Having endured defeats to Tottenham Hotspur, Liverpool and of course experiencing a thrashing from Manchester United, most Gunners fans will be keen to forget, it seemed Arsene Wenger's team was, after continuous years of being tipped to do so, finally set to finish outside of a UEFA Champions League spot.
This article takes a look at six defining moments in the Gunners' season so far.
In a fixture where Arsenal seemed to lack that extra bit about themselves that fans around the Emirates have grown accustomed to seeing over the years, Samir Nasri, a player heading towards the exit door, burned brightest, turning in a respectable performance in his last ever game against Liverpool.
And though at that very moment, Arsenal fans sat back in admiration of the Frenchman's abilities, they knew all too well of his impending transfer to the Eastlands. That performance, besides reminding Gunners fans worldwide of Nasri's undisputed skill, rang early warning signs. It prompted everyone to ponder an Arsenal team without their last remaining natural playmaker.

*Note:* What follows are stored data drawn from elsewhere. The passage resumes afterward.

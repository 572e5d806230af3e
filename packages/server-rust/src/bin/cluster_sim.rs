//! Runs an in-process collector cluster against a shared in-memory store and
//! checks that every call is persisted exactly once.
//!
//! Usage:
//! ```bash
//! cargo run --bin cluster-sim -- --nodes 3 --services 20 --calls 500 --transport http
//! ```

use std::net::SocketAddr;
use std::sync::atomic::{AtomicI64, Ordering};
use std::sync::Arc;
use std::time::{Duration, Instant, SystemTime, UNIX_EPOCH};

use anyhow::{ensure, Context as _};
use apm_core::{
    record_id, Address, ColumnKind, Formula, MergeOperation, Record, Schema, SchemaBuilder,
    SchemaRegistry, TimeBucket, Value,
};
use apm_server::network::serve;
use apm_server::{
    AggregationWorkerFactory, ClusterWorkerContext, CollectorConfig, HttpTransport,
    LoopbackTransport, MemoryDao, MembershipEvent, RemoteTransport, Role, Selector,
};
use clap::{Parser, ValueEnum};
use metrics_exporter_prometheus::PrometheusBuilder;
use tokio::net::TcpListener;
use tokio::sync::{mpsc, watch};
use tracing::{info, warn};
use tracing_subscriber::EnvFilter;

const ROLE: &str = "service_metric_agg";
const DEFINE_ID: u32 = 1;

#[derive(Debug, Clone, Copy, PartialEq, Eq, ValueEnum)]
enum TransportKind {
    /// In-process delivery through the wire encoding.
    Loopback,
    /// HTTP between listeners bound on 127.0.0.1.
    Http,
}

#[derive(Parser, Debug)]
#[command(name = "cluster-sim", about)]
struct Args {
    /// Collector nodes in the cluster.
    #[arg(long, env = "APM_SIM_NODES", default_value_t = 3)]
    nodes: usize,

    /// Distinct services reporting calls.
    #[arg(long, env = "APM_SIM_SERVICES", default_value_t = 20)]
    services: usize,

    /// Calls reported per service, spread over all nodes.
    #[arg(long, env = "APM_SIM_CALLS", default_value_t = 200)]
    calls: usize,

    /// Scheduled flush interval of every persistence worker.
    #[arg(long, env = "APM_SIM_FLUSH_INTERVAL_MS", default_value_t = 200)]
    flush_interval_ms: u64,

    #[arg(long, value_enum, default_value_t = TransportKind::Loopback)]
    transport: TransportKind,

    /// First port of the loopback cluster. HTTP nodes bind ephemeral ports.
    #[arg(long, default_value_t = 11800)]
    base_port: u16,

    /// Serve Prometheus metrics on this address.
    #[arg(long, env = "APM_SIM_METRICS_ADDR")]
    metrics_addr: Option<SocketAddr>,

    /// Emit logs as JSON lines.
    #[arg(long)]
    json_logs: bool,
}

#[derive(Default)]
struct Expected {
    errors: AtomicI64,
    latency: AtomicI64,
}

fn init_tracing(json: bool) {
    let filter = EnvFilter::try_from_default_env().unwrap_or_else(|_| EnvFilter::new("info"));
    if json {
        tracing_subscriber::fmt().json().with_env_filter(filter).init();
    } else {
        tracing_subscriber::fmt().with_env_filter(filter).init();
    }
}

fn service_schema() -> anyhow::Result<Arc<Schema>> {
    Ok(SchemaBuilder::new(DEFINE_ID, "service_metric")
        .column("service", ColumnKind::String, MergeOperation::NonOperation)
        .column("calls", ColumnKind::Long, MergeOperation::Accumulate)
        .column("error_calls", ColumnKind::Long, MergeOperation::Accumulate)
        .column("latency_sum", ColumnKind::Long, MergeOperation::Accumulate)
        .column("last_latency", ColumnKind::Long, MergeOperation::Cover)
        .formula("avg_latency", ColumnKind::Long, Formula::average("latency_sum", "calls"))
        .build()?)
}

fn long(record: &Record, column: &str) -> i64 {
    match record.get(column) {
        Ok(Some(Value::Long(value))) => value,
        _ => 0,
    }
}

async fn bind_nodes(args: &Args) -> anyhow::Result<(Vec<Address>, Vec<Option<TcpListener>>)> {
    let mut addresses = Vec::with_capacity(args.nodes);
    let mut listeners = Vec::with_capacity(args.nodes);
    for n in 0..args.nodes {
        match args.transport {
            TransportKind::Loopback => {
                let port = args
                    .base_port
                    .checked_add(u16::try_from(n)?)
                    .context("port range overflows")?;
                addresses.push(Address::new("127.0.0.1", port));
                listeners.push(None);
            }
            TransportKind::Http => {
                let listener = TcpListener::bind("127.0.0.1:0").await?;
                let port = listener.local_addr()?.port();
                addresses.push(Address::new("127.0.0.1", port));
                listeners.push(Some(listener));
            }
        }
    }
    Ok((addresses, listeners))
}

#[tokio::main]
async fn main() -> anyhow::Result<()> {
    let args = Args::parse();
    init_tracing(args.json_logs);
    ensure!(args.nodes > 0, "at least one node is required");

    if let Some(addr) = args.metrics_addr {
        PrometheusBuilder::new().with_http_listener(addr).install()?;
        info!(%addr, "prometheus exporter listening");
    }

    let schema = service_schema()?;
    let mut registry = SchemaRegistry::new();
    registry.register(Arc::clone(&schema))?;
    let schemas = Arc::new(registry);
    let dao = Arc::new(MemoryDao::new());

    let (addresses, listeners) = bind_nodes(&args).await?;
    let loopback = Arc::new(LoopbackTransport::new());
    let transport: Arc<dyn RemoteTransport> = match args.transport {
        TransportKind::Loopback => loopback.clone(),
        TransportKind::Http => Arc::new(HttpTransport::new(Duration::from_secs(5))?),
    };

    // -- Nodes --------------------------------------------------------------
    let (stop_tx, stop_rx) = watch::channel(false);
    let mut nodes = Vec::with_capacity(args.nodes);
    let mut servers = Vec::new();
    for (address, listener) in addresses.iter().zip(listeners) {
        let config = CollectorConfig {
            local_address: address.clone(),
            persistence_interval_ms: args.flush_interval_ms,
            ..CollectorConfig::default()
        };
        let node = Arc::new(ClusterWorkerContext::new(
            config,
            Arc::clone(&schemas),
            Arc::clone(&transport),
        ));
        node.register(
            Role::new(ROLE, Selector::hash_code()),
            Arc::new(AggregationWorkerFactory::new(Arc::clone(&schema), Arc::clone(&dao))),
        )?;
        loopback.attach(&node);
        if let Some(listener) = listener {
            let mut stop = stop_rx.clone();
            servers.push(tokio::spawn(serve(listener, Arc::clone(&node), async move {
                let _ = stop.changed().await;
            })));
        }
        nodes.push(node);
    }

    for node in &nodes {
        let (events, rx) = mpsc::unbounded_channel();
        let listener = node.spawn_membership_listener(rx);
        for address in &addresses {
            events.send(MembershipEvent::Joined(address.clone()))?;
        }
        drop(events);
        listener.await?;
    }
    info!(nodes = nodes.len(), transport = ?args.transport, "cluster formed");

    // -- Traffic ------------------------------------------------------------
    let now_ms = i64::try_from(SystemTime::now().duration_since(UNIX_EPOCH)?.as_millis())?;
    let bucket = TimeBucket::Minute
        .bucket(now_ms)
        .context("timestamp out of range")?;
    let expected = Arc::new(Expected::default());
    let started = Instant::now();

    let mut senders = Vec::with_capacity(nodes.len());
    for (n, node) in nodes.iter().enumerate() {
        let node = Arc::clone(node);
        let schema = Arc::clone(&schema);
        let expected = Arc::clone(&expected);
        let (services, calls, node_count) = (args.services, args.calls, args.nodes);
        senders.push(tokio::spawn(async move {
            let mut failures = 0_u64;
            for service in 0..services {
                let entity = format!("svc-{service}");
                for _ in (n..calls).step_by(node_count) {
                    let latency: i64 = rand::random_range(5..250);
                    let errors = i64::from(latency > 220);
                    let record = schema
                        .build(record_id(&entity, bucket))
                        .with("service", entity.as_str())
                        .and_then(|r| r.with("calls", 1_i64))
                        .and_then(|r| r.with("error_calls", errors))
                        .and_then(|r| r.with("latency_sum", latency))
                        .and_then(|r| r.with("last_latency", latency));
                    let record = match record {
                        Ok(record) => record,
                        Err(err) => {
                            warn!(error = %err, "invalid record");
                            failures += 1;
                            continue;
                        }
                    };
                    match node.ask(ROLE, record).await {
                        Ok(()) => {
                            expected.errors.fetch_add(errors, Ordering::Relaxed);
                            expected.latency.fetch_add(latency, Ordering::Relaxed);
                        }
                        Err(err) => {
                            warn!(error = %err, "dispatch failed");
                            failures += 1;
                        }
                    }
                }
            }
            failures
        }));
    }

    let mut failures = 0;
    for sender in senders {
        failures += sender.await?;
    }
    ensure!(failures == 0, "{failures} calls were not delivered");
    info!(elapsed_ms = started.elapsed().as_millis(), "traffic sent");

    // -- Drain and verify ---------------------------------------------------
    for node in &nodes {
        for (role, result) in node.flush_all().await {
            result.with_context(|| format!("final flush of {role} failed"))?;
        }
    }
    for node in &nodes {
        node.shutdown().await;
    }
    let _ = stop_tx.send(true);
    for server in servers {
        server.await??;
    }

    let rows = dao.rows_of(DEFINE_ID);
    ensure!(
        rows.len() == args.services,
        "expected {} rows, found {}",
        args.services,
        rows.len()
    );
    let expected_calls = i64::try_from(args.calls)?;
    for row in &rows {
        ensure!(
            long(row, "calls") == expected_calls,
            "{} stored {} calls, expected {expected_calls}",
            row.id(),
            long(row, "calls")
        );
    }
    let errors: i64 = rows.iter().map(|row| long(row, "error_calls")).sum();
    let latency: i64 = rows.iter().map(|row| long(row, "latency_sum")).sum();
    ensure!(errors == expected.errors.load(Ordering::Relaxed), "error calls diverged");
    ensure!(latency == expected.latency.load(Ordering::Relaxed), "latency sum diverged");

    info!(
        rows = rows.len(),
        batches = dao.batches(),
        errors,
        elapsed_ms = started.elapsed().as_millis(),
        "all calls persisted exactly once"
    );
    Ok(())
}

More importantly, that game and Nasri's pivotal performance (which was understood to be his last in the Red and White) highlighted the team's need for a playmaker. It pushed Arsenal fans, and arguably Wenger himself, to the realization that a season in which either Cesc Fabregas or Nasri weren't replaced would likely be a turbulent and unmemorable one.
And with time left till the closure of the summer transfer window, it seemed only inevitable that Wenger would act.
It seemed almost imperative, and yet, nowhere close to guaranteed.
When Arsenal embarked on their European travels to Udinese with a slender one-goal advantage, it was an uncontested reality that qualification into the UEFA Champions League proper was absolutely essential for the club. As a club with a business model reliant on the qualification funds, it seemed economically necessary for the short run. For the long run, and of course for the sustainable success of the club, it was required to attract players of caliber in the remaining transfer market.
And despite surrendering their one-goal advantage, courtesy of a looping header from Udinese's star-man Antonio Di Natale, the Gunners fought back and eventually took a hold of the game. A goal each for Robin van Persie and Theo Walcott, as well as an amazing penalty save by Wojciech Sczcesny ensured progression into the Champions League proper.
It was certainly a night to remember for Arsenal fans, and one that arguably shaped the rest of the campaign. From allowing Arsenal to attract top-notch signings, to simply partaking in Europe's most elite competition—and consequently maintaining that bit of respect for the club in the face of media animosity—that victory did wonders for the upcoming season.
It's a day that will live long in the memory of both Manchester United and Arsenal fans, albeit for different reasons.
It simply was a game too devastating for any of the Gunners faithful, and one I don't have the heart to put a video up of. Arsenal, a team that has for the better part of the last century competed admirably on all fronts of the game, and arguably England's second-biggest club, was being humbled and humiliated by their one-time "neck-and-neck rival," Manchester United, at Old Trafford.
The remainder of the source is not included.